## What the task requires:
State only how many lines below include the string "parent".
┄┄┄┄┄┄
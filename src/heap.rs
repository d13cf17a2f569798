//! Array binary min-heap keyed on f64 cost.
//!
//! The standard `BinaryHeap` is unusable here: keys are f64 (not `Ord`) and
//! the search discipline pushes one entry per relaxed link, so the heap is
//! pre-sized to the network's link count and never reallocates mid-search.
//! Costs are finite by construction, so plain `<` comparison is sound.

#[derive(Debug, Clone, Copy)]
struct HeapEntry {
    key: f64,
    node: u32,
}

pub struct RoutingHeap {
    entries: Vec<HeapEntry>,
}

impl RoutingHeap {
    /// `capacity` should be the total link count plus one for the origin.
    pub fn with_capacity(capacity: usize) -> Self {
        Self {
            entries: Vec::with_capacity(capacity + 1),
        }
    }

    pub fn clear(&mut self) {
        self.entries.clear();
    }

    pub fn is_empty(&self) -> bool {
        self.entries.is_empty()
    }

    pub fn len(&self) -> usize {
        self.entries.len()
    }

    pub fn push(&mut self, key: f64, node: u32) {
        self.entries.push(HeapEntry { key, node });
        self.sift_up(self.entries.len() - 1);
    }

    pub fn pop(&mut self) -> Option<(f64, u32)> {
        if self.entries.is_empty() {
            return None;
        }
        let last = self.entries.len() - 1;
        self.entries.swap(0, last);
        let top = self.entries.pop()?;
        if !self.entries.is_empty() {
            self.sift_down(0);
        }
        Some((top.key, top.node))
    }

    fn sift_up(&mut self, mut i: usize) {
        while i > 0 {
            let parent = (i - 1) / 2;
            if self.entries[i].key < self.entries[parent].key {
                self.entries.swap(i, parent);
                i = parent;
            } else {
                break;
            }
        }
    }

    fn sift_down(&mut self, mut i: usize) {
        let len = self.entries.len();
        loop {
            let left = 2 * i + 1;
            let right = 2 * i + 2;
            let mut smallest = i;
            if left < len && self.entries[left].key < self.entries[smallest].key {
                smallest = left;
            }
            if right < len && self.entries[right].key < self.entries[smallest].key {
                smallest = right;
            }
            if smallest == i {
                break;
            }
            self.entries.swap(i, smallest);
            i = smallest;
        }
    }
}
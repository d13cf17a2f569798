//! Flattened routing index and reusable search state.
//!
//! The graph arena is flattened once into a CSR layout (offset array plus a
//! flat arc array) for cache-friendly relaxation. Search bookkeeping lives in
//! a caller-owned [`SearchScratch`] with version-stamped entries, so resets
//! between queries are O(1) and searches never allocate.

use crate::graph::Graph;
use crate::heap::RoutingHeap;

pub const NO_ARC: u32 = u32::MAX;

/// One directed arc of the flattened network.
#[derive(Debug, Clone, Copy)]
pub struct Arc {
    pub tail: u32,
    pub head: u32,
    pub rowid: i64,
    pub cost: f64,
}

pub struct RoutingIndex {
    offsets: Vec<usize>,
    arcs: Vec<Arc>,
    /// Per-node coordinates; empty unless the blob format carries them.
    coords: Vec<[f64; 2]>,
}

impl RoutingIndex {
    pub fn build(graph: &Graph) -> Self {
        let n = graph.len();
        let mut offsets = Vec::with_capacity(n + 1);
        let mut arcs = Vec::with_capacity(graph.link_count());
        offsets.push(0);
        for (idx, node) in graph.nodes().iter().enumerate() {
            for link in &node.links {
                arcs.push(Arc {
                    tail: idx as u32,
                    head: link.head,
                    rowid: link.rowid,
                    cost: link.cost,
                });
            }
            offsets.push(arcs.len());
        }
        let coords = if graph.supports_astar() {
            graph
                .nodes()
                .iter()
                .map(|node| {
                    let (x, y) = node.coord.unwrap_or((0.0, 0.0));
                    [x, y]
                })
                .collect()
        } else {
            Vec::new()
        };
        Self {
            offsets,
            arcs,
            coords,
        }
    }

    pub fn n_nodes(&self) -> usize {
        self.offsets.len() - 1
    }

    pub fn n_arcs(&self) -> usize {
        self.arcs.len()
    }

    pub fn arc(&self, idx: u32) -> &Arc {
        &self.arcs[idx as usize]
    }

    #[inline(always)]
    pub fn neighbors(&self, node: u32) -> impl Iterator<Item = (u32, &Arc)> + '_ {
        let start = self.offsets[node as usize];
        let end = self.offsets[node as usize + 1];
        (start..end).map(move |i| (i as u32, &self.arcs[i]))
    }

    pub fn coord(&self, node: u32) -> Option<[f64; 2]> {
        self.coords.get(node as usize).copied()
    }

    pub fn has_coords(&self) -> bool {
        !self.coords.is_empty()
    }
}

/// Version-stamped per-node search entry.
#[derive(Clone, Copy)]
struct NodeState {
    dist: f64,
    prev_arc: u32,
    settled: bool,
    version: u32,
}

/// Reusable search bookkeeping, owned by the cursor and lent to each search.
///
/// Single ownership of the scratch is what makes "one search at a time" a
/// compile-time rule rather than a runtime convention.
pub struct SearchScratch {
    state: Vec<NodeState>,
    version: u32,
    pub heap: RoutingHeap,
}

impl SearchScratch {
    pub fn new(index: &RoutingIndex) -> Self {
        Self {
            state: vec![
                NodeState {
                    dist: f64::INFINITY,
                    prev_arc: NO_ARC,
                    settled: false,
                    version: 0,
                };
                index.n_nodes()
            ],
            version: 0,
            heap: RoutingHeap::with_capacity(index.n_arcs()),
        }
    }

    pub fn reset(&mut self) {
        self.version = self.version.wrapping_add(1);
        if self.version == 0 {
            for entry in &mut self.state {
                entry.version = 0;
            }
            self.version = 1;
        }
        self.heap.clear();
    }

    #[inline(always)]
    fn entry(&self, node: u32) -> Option<&NodeState> {
        let entry = &self.state[node as usize];
        (entry.version == self.version).then_some(entry)
    }

    #[inline(always)]
    pub fn dist(&self, node: u32) -> f64 {
        self.entry(node).map_or(f64::INFINITY, |e| e.dist)
    }

    #[inline(always)]
    pub fn prev_arc(&self, node: u32) -> Option<u32> {
        self.entry(node)
            .and_then(|e| (e.prev_arc != NO_ARC).then_some(e.prev_arc))
    }

    #[inline(always)]
    pub fn is_settled(&self, node: u32) -> bool {
        self.entry(node).is_some_and(|e| e.settled)
    }

    #[inline(always)]
    pub fn improve(&mut self, node: u32, dist: f64, prev_arc: u32) {
        self.state[node as usize] = NodeState {
            dist,
            prev_arc,
            settled: false,
            version: self.version,
        };
    }

    #[inline(always)]
    pub fn settle(&mut self, node: u32) {
        self.state[node as usize].settled = true;
    }

    /// Walks predecessor arcs from `to` back to `from`; arcs come out in
    /// traversal order. `None` when `to` was never reached.
    pub fn reconstruct(&self, index: &RoutingIndex, from: u32, to: u32) -> Option<Vec<u32>> {
        if from == to {
            return Some(Vec::new());
        }
        let mut arcs = Vec::new();
        let mut node = to;
        while node != from {
            let arc_idx = self.prev_arc(node)?;
            arcs.push(arc_idx);
            node = index.arc(arc_idx).tail;
        }
        arcs.reverse();
        Some(arcs)
    }
}
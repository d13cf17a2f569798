//! Travelling-salesman orchestrators.
//!
//! Both solvers produce a closed circuit visiting every destination once and
//! returning to the source. `nn` chains live nearest-neighbour searches;
//! `ga` refines a cost matrix with a genetic algorithm. A request with
//! undefined or unreachable cities short-circuits into an illegal outcome
//! listing the offending targets; no partial circuit is produced.

pub mod ga;
pub mod nn;

use crate::geometry::PathLine;
use crate::graph::NodeId;
use crate::solution::Solution;

/// A solved closed circuit: legs in visit order, the last leg returning to
/// the source.
#[derive(Debug, Clone)]
pub struct TspSolution {
    pub from: u32,
    pub total_cost: f64,
    pub legs: Vec<Solution>,
    /// Whole-circuit geometry merged from the legs, M running continuously.
    pub geometry: Option<PathLine>,
}

#[derive(Debug, Clone)]
pub enum TspOutcome {
    Solved(TspSolution),
    /// At least one city is undefined or unreachable.
    Illegal {
        undefined: Vec<NodeId>,
        unreachable: Vec<u32>,
    },
}

/// Merges leg geometries into one circuit polyline with a continuous M
/// measure. Any leg without geometry disables the merged output.
fn merge_leg_geometry(legs: &[Solution]) -> Option<PathLine> {
    let mut merged: Option<PathLine> = None;
    let mut offset = 0.0;
    for leg in legs {
        if leg.links.is_empty() {
            // zero-length leg (city coincides with the previous one)
            continue;
        }
        let geom = leg.geometry.as_ref()?;
        let out = merged.get_or_insert_with(|| PathLine::new(geom.srid));
        for p in &geom.points {
            out.push_point(p.x, p.y, p.m + offset);
        }
        offset += leg.total_cost;
    }
    merged
}
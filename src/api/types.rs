use chrono::{DateTime, NaiveDateTime};
use serde::{Deserialize, Serialize};

/// Account role as reported by the backend.
#[derive(Debug, Clone, Copy, Default, PartialEq, Eq, Serialize, Deserialize)]
#[serde(rename_all = "lowercase")]
pub enum Role {
    #[default]
    Patient,
    Doctor,
}

/// The signed-in user, as returned by `/login`.
#[derive(Debug, Clone, PartialEq, Serialize, Deserialize)]
pub struct UserRecord {
    pub id: i64,
    pub email: String,
    #[serde(default)]
    pub role: Role,
    #[serde(default)]
    pub profile: Option<serde_json::Value>,
}

impl UserRecord {
    /// Local part of the email address.
    pub fn display_name(&self) -> &str {
        self.email.split('@').next().unwrap_or(&self.email)
    }
}

#[derive(Debug, Clone, Serialize)]
pub struct Credentials {
    pub email: String,
    pub password: String,
}

/// One message of a stored consultation.
#[derive(Debug, Clone, PartialEq, Serialize, Deserialize)]
pub struct ChatMessage {
    pub sender: String,
    pub text: String,
}

impl ChatMessage {
    pub fn is_patient(&self) -> bool {
        self.sender == "patient"
    }
}

/// A past consultation as listed by the backend.
#[derive(Debug, Clone, PartialEq, Serialize, Deserialize)]
pub struct SessionRecord {
    pub session_id: String,
    #[serde(default)]
    pub created_at: Option<String>,
    #[serde(default)]
    pub messages: Vec<ChatMessage>,
}

const PREVIEW_CHARS: usize = 20;

impl SessionRecord {
    /// Sidebar preview: start of the first message, or a placeholder.
    pub fn preview(&self) -> String {
        match self.messages.first() {
            Some(first) => {
                let head: String = first.text.chars().take(PREVIEW_CHARS).collect();
                format!("{head}...")
            }
            None => "Empty Chat".to_string(),
        }
    }

    /// Creation date as `YYYY-MM-DD`, if the backend sent a parsable timestamp.
    pub fn created_date(&self) -> Option<String> {
        let raw = self.created_at.as_deref()?;
        if let Ok(dt) = DateTime::parse_from_rfc3339(raw) {
            return Some(dt.format("%Y-%m-%d").to_string());
        }
        NaiveDateTime::parse_from_str(raw, "%Y-%m-%dT%H:%M:%S%.f")
            .or_else(|_| NaiveDateTime::parse_from_str(raw, "%Y-%m-%d %H:%M:%S%.f"))
            .ok()
            .map(|dt| dt.format("%Y-%m-%d").to_string())
    }
}

/// `/chat/` request body.
#[derive(Debug, Clone, PartialEq, Serialize)]
pub struct ChatRequest {
    pub user_id: i64,
    pub session_id: String,
    pub message: String,
}

/// `/chat/` response body.
#[derive(Debug, Clone, Deserialize)]
pub struct ChatReply {
    pub response: String,
}

/// `/transcribe/` response body.
#[derive(Debug, Clone, Default, Deserialize)]
pub struct TranscriptReply {
    #[serde(default)]
    pub transcript: Option<String>,
}

/// An encoded recording ready for upload.
#[derive(Debug, Clone, PartialEq)]
pub struct AudioPayload {
    pub bytes: Vec<u8>,
    pub file_name: &'static str,
    pub mime_type: &'static str,
}

impl AudioPayload {
    pub fn wav(bytes: Vec<u8>) -> Self {
        Self {
            bytes,
            file_name: "voice_note.wav",
            mime_type: "audio/wav",
        }
    }
}
//! REST client for the consultation backend.

mod types;

use std::future::Future;
use std::time::Duration;

use async_trait::async_trait;
use thiserror::Error;

use crate::config::Config;

pub use types::{
    AudioPayload, ChatMessage, ChatReply, ChatRequest, Credentials, Role, SessionRecord,
    TranscriptReply, UserRecord,
};

#[derive(Debug, Error)]
pub enum ApiError {
    #[error("request failed: {0}")]
    Http(#[from] reqwest::Error),
    #[error("backend returned {status}: {body}")]
    Status { status: u16, body: String },
    #[error("background task failed: {0}")]
    Task(String),
}

/// The backend calls the session manager and capture pipeline depend on.
#[async_trait(?Send)]
pub trait Backend {
    async fn list_sessions(&self, user_id: i64) -> Result<Vec<SessionRecord>, ApiError>;
    async fn send_message(&self, request: &ChatRequest) -> Result<ChatReply, ApiError>;
    async fn transcribe(
        &self,
        user_id: i64,
        audio: AudioPayload,
    ) -> Result<TranscriptReply, ApiError>;
}

/// HTTP implementation of [`Backend`].
///
/// Requests run on the given tokio runtime; the returned futures only await
/// the join handle, so they can be polled from the GTK main loop.
#[derive(Clone)]
pub struct ApiClient {
    http: reqwest::Client,
    base_url: String,
    tokio_rt: tokio::runtime::Handle,
}

impl ApiClient {
    pub fn new(config: &Config, tokio_rt: tokio::runtime::Handle) -> Result<Self, ApiError> {
        let http = reqwest::Client::builder()
            .timeout(Duration::from_secs(config.request_timeout_secs))
            .build()?;
        Ok(Self {
            http,
            base_url: config.base_url().to_string(),
            tokio_rt,
        })
    }

    fn url(&self, path: &str) -> String {
        format!("{}{path}", self.base_url)
    }

    async fn run<T, F>(&self, request: F) -> Result<T, ApiError>
    where
        T: Send + 'static,
        F: Future<Output = Result<T, ApiError>> + Send + 'static,
    {
        self.tokio_rt
            .spawn(request)
            .await
            .map_err(|e| ApiError::Task(e.to_string()))?
    }

    /// Exchange credentials for the user record.
    pub async fn login(&self, credentials: Credentials) -> Result<UserRecord, ApiError> {
        let http = self.http.clone();
        let url = self.url("/login");
        self.run(async move {
            let resp = http.post(&url).json(&credentials).send().await?;
            Ok(ensure_success(resp).await?.json().await?)
        })
        .await
    }
}

async fn ensure_success(resp: reqwest::Response) -> Result<reqwest::Response, ApiError> {
    if resp.status().is_success() {
        return Ok(resp);
    }
    let status = resp.status().as_u16();
    let body = resp.text().await.unwrap_or_default();
    Err(ApiError::Status { status, body })
}

#[async_trait(?Send)]
impl Backend for ApiClient {
    async fn list_sessions(&self, user_id: i64) -> Result<Vec<SessionRecord>, ApiError> {
        let http = self.http.clone();
        let url = self.url(&format!("/users/{user_id}/chats/"));
        self.run(async move {
            let resp = http.get(&url).send().await?;
            Ok(ensure_success(resp).await?.json().await?)
        })
        .await
    }

    async fn send_message(&self, request: &ChatRequest) -> Result<ChatReply, ApiError> {
        let http = self.http.clone();
        let url = self.url("/chat/");
        let body = request.clone();
        self.run(async move {
            let resp = http.post(&url).json(&body).send().await?;
            Ok(ensure_success(resp).await?.json().await?)
        })
        .await
    }

    async fn transcribe(
        &self,
        user_id: i64,
        audio: AudioPayload,
    ) -> Result<TranscriptReply, ApiError> {
        let http = self.http.clone();
        let url = self.url("/transcribe/");
        self.run(async move {
            let file = reqwest::multipart::Part::bytes(audio.bytes)
                .file_name(audio.file_name)
                .mime_str(audio.mime_type)?;
            let form = reqwest::multipart::Form::new()
                .part("file", file)
                .text("user_id", user_id.to_string());
            let resp = http.post(&url).multipart(form).send().await?;
            Ok(ensure_success(resp).await?.json().await?)
        })
        .await
    }
}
┄┄┄┄┄┄
## Response area:
4